• **Exercise input**
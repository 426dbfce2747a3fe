//! The rolling-hash chunker's boundary detector (spec §4.2).
//!
//! A byte-streaming, cyclic-buffer rolling hash (Buzhash-style, as in the
//! prolly-tree prior art this crate grew out of). The boundary decision for
//! byte `i` depends only on the window of bytes immediately preceding it —
//! never on the total offset or any hidden state — which is what lets the
//! chunker reuse chunks unaffected by an edit far away.

use crate::value::Value;

/// Tuning knobs for chunk boundary selection.
#[derive(Clone, Copy, Debug)]
pub struct ChunkConfig {
    /// Size of the rolling window, in bytes.
    pub window_size: usize,
    /// `pattern_width` bits of the rolling sum must be zero at a boundary;
    /// this is the `p` from spec §4.2 and controls the expected chunk size
    /// (expected size is roughly `2^pattern_width` items).
    pub pattern_width: u32,
}

impl Default for ChunkConfig {
    fn default() -> Self {
        // Expected chunk size ~64 items; small enough to exercise multi-level
        // trees in tests without needing huge inputs.
        ChunkConfig {
            window_size: 32,
            pattern_width: 6,
        }
    }
}

impl ChunkConfig {
    fn modulus(&self) -> u32 {
        1u32 << self.pattern_width
    }
}

/// State `(window, h, crossed_boundary)` from spec §4.2.
pub struct RollingValueHasher {
    config: ChunkConfig,
    window: Vec<u8>,
    pos: usize,
    sum: u32,
    crossed_boundary: bool,
}

impl RollingValueHasher {
    pub fn new(config: ChunkConfig) -> Self {
        let window_size = config.window_size;
        RollingValueHasher {
            config,
            window: vec![0u8; window_size],
            pos: 0,
            sum: 0,
            crossed_boundary: false,
        }
    }

    /// Primes the hasher for tree level `level`, per spec §4.2: "at each new
    /// tree level L, the hasher is seeded with `L mod 256`".
    pub fn for_level(config: ChunkConfig, level: u32) -> Self {
        let mut h = Self::new(config);
        h.hash_byte((level % 256) as u8);
        h.crossed_boundary = false;
        h
    }

    pub fn crossed_boundary(&self) -> bool {
        self.crossed_boundary
    }

    pub fn reset(&mut self) {
        self.window.iter_mut().for_each(|b| *b = 0);
        self.pos = 0;
        self.sum = 0;
        self.crossed_boundary = false;
    }

    /// Updates the window and boundary flag for a single byte.
    pub fn hash_byte(&mut self, b: u8) {
        let old = self.window[self.pos];
        self.window[self.pos] = b;
        self.pos = (self.pos + 1) % self.window.len();

        // Cyclic rotate-and-add: not a textbook Buzhash table, but gives a
        // window-local signal that is exactly reproducible from the same
        // run of bytes, which is the only property boundary detection needs.
        self.sum = self
            .sum
            .rotate_left(1)
            .wrapping_sub(old as u32)
            .wrapping_add(b as u32);

        self.crossed_boundary = self.sum % self.config.modulus() == 0;
    }

    fn hash_bytes(&mut self, bytes: &[u8]) {
        for b in bytes {
            self.hash_byte(*b);
        }
    }

    /// Serializes `v` using the same byte sequence used for persistence and
    /// feeds it into the hasher — spec's `hashValueBytes`.
    pub fn hash_value_bytes<T: Value>(&mut self, v: &T) {
        let mut buf = Vec::new();
        v.write_bytes(&mut buf);
        self.hash_bytes(&buf);
    }

    /// Feeds raw bytes directly, used for meta-tuple hashing (`ref` bytes +
    /// key bytes) where there is no single `Value` to serialize.
    pub fn hash_raw(&mut self, bytes: &[u8]) {
        self.hash_bytes(bytes);
    }
}

#[cfg(test)]
mod tests {
    use super::*;

    #[test]
    fn determinism_same_bytes_same_boundaries() {
        let cfg = ChunkConfig::default();
        let bytes = b"the quick brown fox jumps over the lazy dog 0123456789";

        let mut h1 = RollingValueHasher::new(cfg);
        let boundaries1: Vec<bool> = bytes
            .iter()
            .map(|b| {
                h1.hash_byte(*b);
                h1.crossed_boundary()
            })
            .collect();

        let mut h2 = RollingValueHasher::new(cfg);
        let boundaries2: Vec<bool> = bytes
            .iter()
            .map(|b| {
                h2.hash_byte(*b);
                h2.crossed_boundary()
            })
            .collect();

        assert_eq!(boundaries1, boundaries2);
    }

    #[test]
    fn boundary_depends_only_on_local_window_not_offset() {
        let cfg = ChunkConfig::default();
        let tail = b"stable suffix that should decide its own boundary";

        // Run the same tail preceded by different-length prefixes; as long
        // as the prefix is longer than the window, the boundary decisions
        // within the tail must match exactly.
        let prefix_a = vec![1u8; 100];
        let prefix_b = vec![2u8; 250];

        let run = |prefix: &[u8]| -> Vec<bool> {
            let mut h = RollingValueHasher::new(cfg);
            for b in prefix {
                h.hash_byte(*b);
            }
            tail.iter()
                .map(|b| {
                    h.hash_byte(*b);
                    h.crossed_boundary()
                })
                .collect()
        };

        assert_eq!(run(&prefix_a), run(&prefix_b));
    }

    #[test]
    fn level_seeding_differs_across_levels() {
        let cfg = ChunkConfig::default();
        let h0 = RollingValueHasher::for_level(cfg, 0);
        let h1 = RollingValueHasher::for_level(cfg, 1);
        assert_ne!(h0.sum, h1.sum);
    }
}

• **The task**
When you reach the line holding "self.crossed_boundary = self.sum" in the records above, begin reproducing exactly, stop after the line holding "h1.hash_byte(*b);", and output nothing else.

• **Task result**
        self.crossed_boundary = self.sum % self.config.modulus() == 0;
    }

    fn hash_bytes(&mut self, bytes: &[u8]) {
        for b in bytes {
            self.hash_byte(*b);
        }
    }

    /// Serializes `v` using the same byte sequence used for persistence and
    /// feeds it into the hasher — spec's `hashValueBytes`.
    pub fn hash_value_bytes<T: Value>(&mut self, v: &T) {
        let mut buf = Vec::new();
        v.write_bytes(&mut buf);
        self.hash_bytes(&buf);
    }

    /// Feeds raw bytes directly, used for meta-tuple hashing (`ref` bytes +
    /// key bytes) where there is no single `Value` to serialize.
    pub fn hash_raw(&mut self, bytes: &[u8]) {
        self.hash_bytes(bytes);
    }
}

#[cfg(test)]
mod tests {
    use super::*;

    #[test]
    fn determinism_same_bytes_same_boundaries() {
        let cfg = ChunkConfig::default();
        let bytes = b"the quick brown fox jumps over the lazy dog 0123456789";

        let mut h1 = RollingValueHasher::new(cfg);
        let boundaries1: Vec<bool> = bytes
            .iter()
            .map(|b| {
                h1.hash_byte(*b);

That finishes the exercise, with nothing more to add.